In an interview with the Associated Press, Patterson reflected on King's previous comments toward him, saying: "I know I'm not a terrible writer. That's a little over the top." Patterson said that the book was meant as an homage to King, with praise for King's previous work. King declined to comment on the book, but confirmed receiving an advance copy.
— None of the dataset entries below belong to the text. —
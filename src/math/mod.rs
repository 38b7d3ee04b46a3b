//! Small linear-algebra toolkit for the transform engine.
//!
//! Provides the 2/3/4-component vectors and the column-major 4x4 matrix
//! used by transform resolution, perspective projection and point
//! unprojection. Only the operations the style core needs are implemented;
//! this is not a general-purpose math library.

use std::ops::{Add, Mul, Neg, Sub};

/// 2D vector in pixel coordinates.
#[derive(Debug, Clone, Copy, PartialEq, Default)]
pub struct Vector2 {
  pub x: f32,
  pub y: f32,
}

impl Vector2 {
  pub const ZERO: Vector2 = Vector2 { x: 0.0, y: 0.0 };

  pub fn new(x: f32, y: f32) -> Self {
    Self { x, y }
  }
}

impl Add for Vector2 {
  type Output = Vector2;
  fn add(self, rhs: Vector2) -> Vector2 {
    Vector2::new(self.x + rhs.x, self.y + rhs.y)
  }
}

impl Sub for Vector2 {
  type Output = Vector2;
  fn sub(self, rhs: Vector2) -> Vector2 {
    Vector2::new(self.x - rhs.x, self.y - rhs.y)
  }
}

impl Mul<f32> for Vector2 {
  type Output = Vector2;
  fn mul(self, rhs: f32) -> Vector2 {
    Vector2::new(self.x * rhs, self.y * rhs)
  }
}

/// 3D vector.
#[derive(Debug, Clone, Copy, PartialEq, Default)]
pub struct Vector3 {
  pub x: f32,
  pub y: f32,
  pub z: f32,
}

impl Vector3 {
  pub const ZERO: Vector3 = Vector3 {
    x: 0.0,
    y: 0.0,
    z: 0.0,
  };

  pub fn new(x: f32, y: f32, z: f32) -> Self {
    Self { x, y, z }
  }

  pub fn length(self) -> f32 {
    (self.x * self.x + self.y * self.y + self.z * self.z).sqrt()
  }

  pub fn dot(self, rhs: Vector3) -> f32 {
    self.x * rhs.x + self.y * rhs.y + self.z * rhs.z
  }

  pub fn cross(self, rhs: Vector3) -> Vector3 {
    Vector3::new(
      self.y * rhs.z - self.z * rhs.y,
      self.z * rhs.x - self.x * rhs.z,
      self.x * rhs.y - self.y * rhs.x,
    )
  }

  /// Returns the normalized vector, or `None` for a (near-)zero vector.
  pub fn normalize(self) -> Option<Vector3> {
    let len = self.length();
    if len <= f32::EPSILON {
      return None;
    }
    Some(self * (1.0 / len))
  }

  /// `self * scale + other`, the "combine" helper used by matrix decomposition.
  pub fn combine(self, other: Vector3, self_scale: f32, other_scale: f32) -> Vector3 {
    self * self_scale + other * other_scale
  }
}

impl Add for Vector3 {
  type Output = Vector3;
  fn add(self, rhs: Vector3) -> Vector3 {
    Vector3::new(self.x + rhs.x, self.y + rhs.y, self.z + rhs.z)
  }
}

impl Sub for Vector3 {
  type Output = Vector3;
  fn sub(self, rhs: Vector3) -> Vector3 {
    Vector3::new(self.x - rhs.x, self.y - rhs.y, self.z - rhs.z)
  }
}

impl Mul<f32> for Vector3 {
  type Output = Vector3;
  fn mul(self, rhs: f32) -> Vector3 {
    Vector3::new(self.x * rhs, self.y * rhs, self.z * rhs)
  }
}

impl Neg for Vector3 {
  type Output = Vector3;
  fn neg(self) -> Vector3 {
    Vector3::new(-self.x, -self.y, -self.z)
  }
}

/// 4D (homogeneous) vector.
#[derive(Debug, Clone, Copy, PartialEq, Default)]
pub struct Vector4 {
  pub x: f32,
  pub y: f32,
  pub z: f32,
  pub w: f32,
}

impl Vector4 {
  pub fn new(x: f32, y: f32, z: f32, w: f32) -> Self {
    Self { x, y, z, w }
  }

  pub fn from_point(p: Vector3) -> Self {
    Self::new(p.x, p.y, p.z, 1.0)
  }

  /// Divides through by `w`, producing the 3D point this homogeneous
  /// coordinate represents. `w` close to zero yields non-finite components;
  /// callers in the projection path check for that.
  pub fn perspective_divide(self) -> Vector3 {
    let inv = 1.0 / self.w;
    Vector3::new(self.x * inv, self.y * inv, self.z * inv)
  }
}

/// Column-major 4x4 matrix.
///
/// Element `(row, col)` is stored at `m[col * 4 + row]`. Multiplication
/// follows the usual convention: `a.multiply(&b)` applies `b` first, then
/// `a`, and `transform_point` treats points as column vectors.
#[derive(Debug, Clone, Copy, PartialEq)]
pub struct Matrix4 {
  pub m: [f32; 16],
}

impl Default for Matrix4 {
  fn default() -> Self {
    Self::identity()
  }
}

impl Matrix4 {
  pub const fn identity() -> Self {
    Self {
      m: [
        1.0, 0.0, 0.0, 0.0, //
        0.0, 1.0, 0.0, 0.0, //
        0.0, 0.0, 1.0, 0.0, //
        0.0, 0.0, 0.0, 1.0,
      ],
    }
  }

  /// Builds a matrix from four rows, written out the way they appear on
  /// paper. Storage is column-major, so the rows are transposed in.
  pub fn from_rows(r0: [f32; 4], r1: [f32; 4], r2: [f32; 4], r3: [f32; 4]) -> Self {
    let mut m = [0.0; 16];
    for (col, item) in m.chunks_exact_mut(4).enumerate() {
      item[0] = r0[col];
      item[1] = r1[col];
      item[2] = r2[col];
      item[3] = r3[col];
    }
    Self { m }
  }

  pub fn get(&self, row: usize, col: usize) -> f32 {
    self.m[col * 4 + row]
  }

  pub fn set(&mut self, row: usize, col: usize, value: f32) {
    self.m[col * 4 + row] = value;
  }

  pub fn translate(v: Vector3) -> Self {
    let mut out = Self::identity();
    out.m[12] = v.x;
    out.m[13] = v.y;
    out.m[14] = v.z;
    out
  }

  pub fn scale(sx: f32, sy: f32, sz: f32) -> Self {
    let mut out = Self::identity();
    out.m[0] = sx;
    out.m[5] = sy;
    out.m[10] = sz;
    out
  }

  pub fn rotate_x(angle: f32) -> Self {
    let (s, c) = angle.sin_cos();
    Self::from_rows(
      [1.0, 0.0, 0.0, 0.0],
      [0.0, c, -s, 0.0],
      [0.0, s, c, 0.0],
      [0.0, 0.0, 0.0, 1.0],
    )
  }

  pub fn rotate_y(angle: f32) -> Self {
    let (s, c) = angle.sin_cos();
    Self::from_rows(
      [c, 0.0, s, 0.0],
      [0.0, 1.0, 0.0, 0.0],
      [-s, 0.0, c, 0.0],
      [0.0, 0.0, 0.0, 1.0],
    )
  }

  pub fn rotate_z(angle: f32) -> Self {
    let (s, c) = angle.sin_cos();
    Self::from_rows(
      [c, -s, 0.0, 0.0],
      [s, c, 0.0, 0.0],
      [0.0, 0.0, 1.0, 0.0],
      [0.0, 0.0, 0.0, 1.0],
    )
  }

  /// Rotation of `angle` radians about an arbitrary (not necessarily
  /// normalized) axis. A degenerate axis produces the identity.
  pub fn rotate_axis_angle(axis: Vector3, angle: f32) -> Self {
    let Some(n) = axis.normalize() else {
      return Self::identity();
    };
    let (s, c) = angle.sin_cos();
    let t = 1.0 - c;
    let (x, y, z) = (n.x, n.y, n.z);
    Self::from_rows(
      [t * x * x + c, t * x * y - s * z, t * x * z + s * y, 0.0],
      [t * x * y + s * z, t * y * y + c, t * y * z - s * x, 0.0],
      [t * x * z - s * y, t * y * z + s * x, t * z * z + c, 0.0],
      [0.0, 0.0, 0.0, 1.0],
    )
  }

  pub fn skew_2d(ax: f32, ay: f32) -> Self {
    Self::from_rows(
      [1.0, ax.tan(), 0.0, 0.0],
      [ay.tan(), 1.0, 0.0, 0.0],
      [0.0, 0.0, 1.0, 0.0],
      [0.0, 0.0, 0.0, 1.0],
    )
  }

  /// CSS `perspective(distance)` matrix with the vanishing point at the
  /// origin.
  pub fn perspective(distance: f32) -> Self {
    let mut out = Self::identity();
    if distance != 0.0 {
      out.set(3, 2, -1.0 / distance);
    }
    out
  }

  /// Concatenates two matrices; the result applies `other` first, then
  /// `self`.
  pub fn multiply(&self, other: &Matrix4) -> Matrix4 {
    let mut m = [0.0; 16];
    for col in 0..4 {
      for row in 0..4 {
        let mut sum = 0.0;
        for k in 0..4 {
          sum += self.get(row, k) * other.get(k, col);
        }
        m[col * 4 + row] = sum;
      }
    }
    Matrix4 { m }
  }

  pub fn transform(&self, v: Vector4) -> Vector4 {
    Vector4::new(
      self.get(0, 0) * v.x + self.get(0, 1) * v.y + self.get(0, 2) * v.z + self.get(0, 3) * v.w,
      self.get(1, 0) * v.x + self.get(1, 1) * v.y + self.get(1, 2) * v.z + self.get(1, 3) * v.w,
      self.get(2, 0) * v.x + self.get(2, 1) * v.y + self.get(2, 2) * v.z + self.get(2, 3) * v.w,
      self.get(3, 0) * v.x + self.get(3, 1) * v.y + self.get(3, 2) * v.z + self.get(3, 3) * v.w,
    )
  }

  /// Transforms a 3D point (w = 1) and divides through by the resulting w.
  pub fn transform_point(&self, p: Vector3) -> Vector3 {
    self.transform(Vector4::from_point(p)).perspective_divide()
  }

  pub fn determinant(&self) -> f32 {
    let m = &self.m;
    // Cofactor expansion along the first column (column-major storage).
    let s0 = m[5] * (m[10] * m[15] - m[14] * m[11]) - m[9] * (m[6] * m[15] - m[14] * m[7])
      + m[13] * (m[6] * m[11] - m[10] * m[7]);
    let s1 = m[1] * (m[10] * m[15] - m[14] * m[11]) - m[9] * (m[2] * m[15] - m[14] * m[3])
      + m[13] * (m[2] * m[11] - m[10] * m[3]);
    let s2 = m[1] * (m[6] * m[15] - m[14] * m[7]) - m[5] * (m[2] * m[15] - m[14] * m[3])
      + m[13] * (m[2] * m[7] - m[6] * m[3]);
    let s3 = m[1] * (m[6] * m[11] - m[10] * m[7]) - m[5] * (m[2] * m[11] - m[10] * m[3])
      + m[9] * (m[2] * m[7] - m[6] * m[3]);
    m[0] * s0 - m[4] * s1 + m[8] * s2 - m[12] * s3
  }

  /// Full 4x4 inverse via the adjugate. Returns `None` when the matrix is
  /// singular (or numerically close to it).
  pub fn inverse(&self) -> Option<Matrix4> {
    let m = &self.m;

    let a2323 = m[10] * m[15] - m[11] * m[14];
    let a1323 = m[9] * m[15] - m[11] * m[13];
    let a1223 = m[9] * m[14] - m[10] * m[13];
    let a0323 = m[8] * m[15] - m[11] * m[12];
    let a0223 = m[8] * m[14] - m[10] * m[12];
    let a0123 = m[8] * m[13] - m[9] * m[12];
    let a2313 = m[6] * m[15] - m[7] * m[14];
    let a1313 = m[5] * m[15] - m[7] * m[13];
    let a1213 = m[5] * m[14] - m[6] * m[13];
    let a2312 = m[6] * m[11] - m[7] * m[10];
    let a1312 = m[5] * m[11] - m[7] * m[9];
    let a1212 = m[5] * m[10] - m[6] * m[9];
    let a0313 = m[4] * m[15] - m[7] * m[12];
    let a0213 = m[4] * m[14] - m[6] * m[12];
    let a0312 = m[4] * m[11] - m[7] * m[8];
    let a0212 = m[4] * m[10] - m[6] * m[8];
    let a0113 = m[4] * m[13] - m[5] * m[12];
    let a0112 = m[4] * m[9] - m[5] * m[8];

    let det = m[0] * (m[5] * a2323 - m[6] * a1323 + m[7] * a1223)
      - m[1] * (m[4] * a2323 - m[6] * a0323 + m[7] * a0223)
      + m[2] * (m[4] * a1323 - m[5] * a0323 + m[7] * a0123)
      - m[3] * (m[4] * a1223 - m[5] * a0223 + m[6] * a0123);

    if det.abs() <= 1e-12 {
      return None;
    }
    let inv = 1.0 / det;

    Some(Matrix4 {
      m: [
        inv * (m[5] * a2323 - m[6] * a1323 + m[7] * a1223),
        inv * -(m[1] * a2323 - m[2] * a1323 + m[3] * a1223),
        inv * (m[1] * a2313 - m[2] * a1313 + m[3] * a1213),
        inv * -(m[1] * a2312 - m[2] * a1312 + m[3] * a1212),
        inv * -(m[4] * a2323 - m[6] * a0323 + m[7] * a0223),
        inv * (m[0] * a2323 - m[2] * a0323 + m[3] * a0223),
        inv * -(m[0] * a2313 - m[2] * a0313 + m[3] * a0213),
        inv * (m[0] * a2312 - m[2] * a0312 + m[3] * a0212),
        inv * (m[4] * a1323 - m[5] * a0323 + m[7] * a0123),
        inv * -(m[0] * a1323 - m[1] * a0323 + m[3] * a0123),
        inv * (m[0] * a1313 - m[1] * a0313 + m[3] * a0113),
        inv * -(m[0] * a1312 - m[1] * a0312 + m[3] * a0112),
        inv * -(m[4] * a1223 - m[5] * a0223 + m[6] * a0123),
        inv * (m[0] * a1223 - m[1] * a0223 + m[2] * a0123),
        inv * -(m[0] * a1213 - m[1] * a0213 + m[2] * a0113),
        inv * (m[0] * a1212 - m[1] * a0212 + m[2] * a0112),
      ],
    })
  }

  pub fn is_identity(&self) -> bool {
    *self == Self::identity()
  }
}

#[cfg(test)]
mod tests {
  use super::*;

  fn assert_matrix_eq(a: &Matrix4, b: &Matrix4, tol: f32) {
    for i in 0..16 {
      assert!(
        (a.m[i] - b.m[i]).abs() <= tol,
        "matrices differ at {}: {} vs {}",
        i,
        a.m[i],
        b.m[i]
      );
    }
  }

  #[test]
  fn translate_then_inverse_round_trips() {
    let t = Matrix4::translate(Vector3::new(3.0, -2.0, 5.0));
    let inv = t.inverse().expect("translation is invertible");
    assert_matrix_eq(&t.multiply(&inv), &Matrix4::identity(), 1e-6);
  }

  #[test]
  fn multiply_applies_right_operand_first() {
    let scale = Matrix4::scale(2.0, 2.0, 1.0);
    let translate = Matrix4::translate(Vector3::new(10.0, 0.0, 0.0));
    // translate ∘ scale: the point is scaled before it is moved.
    let m = translate.multiply(&scale);
    let p = m.transform_point(Vector3::new(1.0, 1.0, 0.0));
    assert_eq!(p, Vector3::new(12.0, 2.0, 0.0));
  }

  #[test]
  fn rotate_z_quarter_turn() {
    let m = Matrix4::rotate_z(std::f32::consts::FRAC_PI_2);
    let p = m.transform_point(Vector3::new(1.0, 0.0, 0.0));
    assert!((p.x - 0.0).abs() < 1e-6 && (p.y - 1.0).abs() < 1e-6);
  }

  #[test]
  fn singular_matrix_has_no_inverse() {
    let degenerate = Matrix4::scale(1.0, 0.0, 1.0);
    assert!(degenerate.inverse().is_none());
  }

  #[test]
  fn axis_angle_matches_basis_rotations() {
    let a = Matrix4::rotate_axis_angle(Vector3::new(0.0, 0.0, 2.0), 0.7);
    let b = Matrix4::rotate_z(0.7);
    assert_matrix_eq(&a, &b, 1e-6);
  }

  #[test]
  fn perspective_divide_moves_points_toward_vanishing_point() {
    let m = Matrix4::perspective(100.0);
    // Negative z is farther from the viewer, so the divide (w = 1 - z/d)
    // shrinks the point toward the vanishing point.
    let p = m.transform_point(Vector3::new(10.0, 0.0, -50.0));
    assert!(p.x < 10.0 && p.x > 0.0);
    // Positive z sits in front and is magnified instead.
    let q = m.transform_point(Vector3::new(10.0, 0.0, 50.0));
    assert!(q.x > 10.0);
  }
}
Less than two weeks after the book was revealed, Patterson announced its cancellation. Patterson said that after the book's announcement, he had been made aware that "fans of Stephen King have disrupted the King household in the past". He clarified that The Murder of Stephen King was "a positive portrayal of a fictional character, and, spoiler alert, the main character is not actually murdered. Nevertheless, I do not want to cause Stephen King or his family any discomfort." Nikitas said that he was "disappointed" by the book's cancellation but "wanted to honor King" and was "understanding of his concerns."

The Murder of Stephen King was replaced by Taking the Titanic, a thriller novel about thieves aboard the Titanic, in Patterson's release schedule. Nikitas and Patterson collaborated on two more BookShots novels, Diary of a Succubus and You've Been Warned—Again.

=== Later comments ===
In a 2021 interview with The Guardian, Patterson again reflected on his relationship with King, saying: "I like his books, most of them… I think he's unnecessarily harsh at times and no, I'm not a terrible writer, but my basic approach to life is: it's OK, it’s all right."

In his 2022 autobiography James Patterson by James Patterson: The Stories of My Life, Patterson said that the book had been intended as "a little good-natured ribbing" of King, calling it "a cool story with Stephen King as the damn hero." According to Patterson, when publisher Little, Brown and Company informed King of the manuscript, his representatives told them that King's wife Tabitha King had previously been threatened by an intruder during a home invasion. Patterson wrote: "I didn’t know that, and I got the point. But shouldn't that mean that maybe Stephen King should stop writing his own scary stories—if they were genuinely putting his family members in danger. I'm just saying…"

== Reception ==
After Patterson announced The Murder of Stephen King, the book drew comparisons to Nicholson Baker's 2004 novel Checkpoint, in which a character plans to assassinate President George W. Bush, as well as King's own novel Misery, in which a novelist is kidnapped by a deranged fan.

Following news of the book's cancellation, Jeet Heer said in The New Republic that "writing a novel imagining the attempted killing of an actual living person is inherently a dicey affair" and that the idea "strikes a little too close to home" for King, given his history of stalkers. Paste said that the book "seemed in odd taste considering the two aren’t exactly friends." The A.V. Club also responded negatively to the idea, writing that "this is an actual living human who might not welcome the real-world horrors that could easily accompany such a 'brilliant' concept."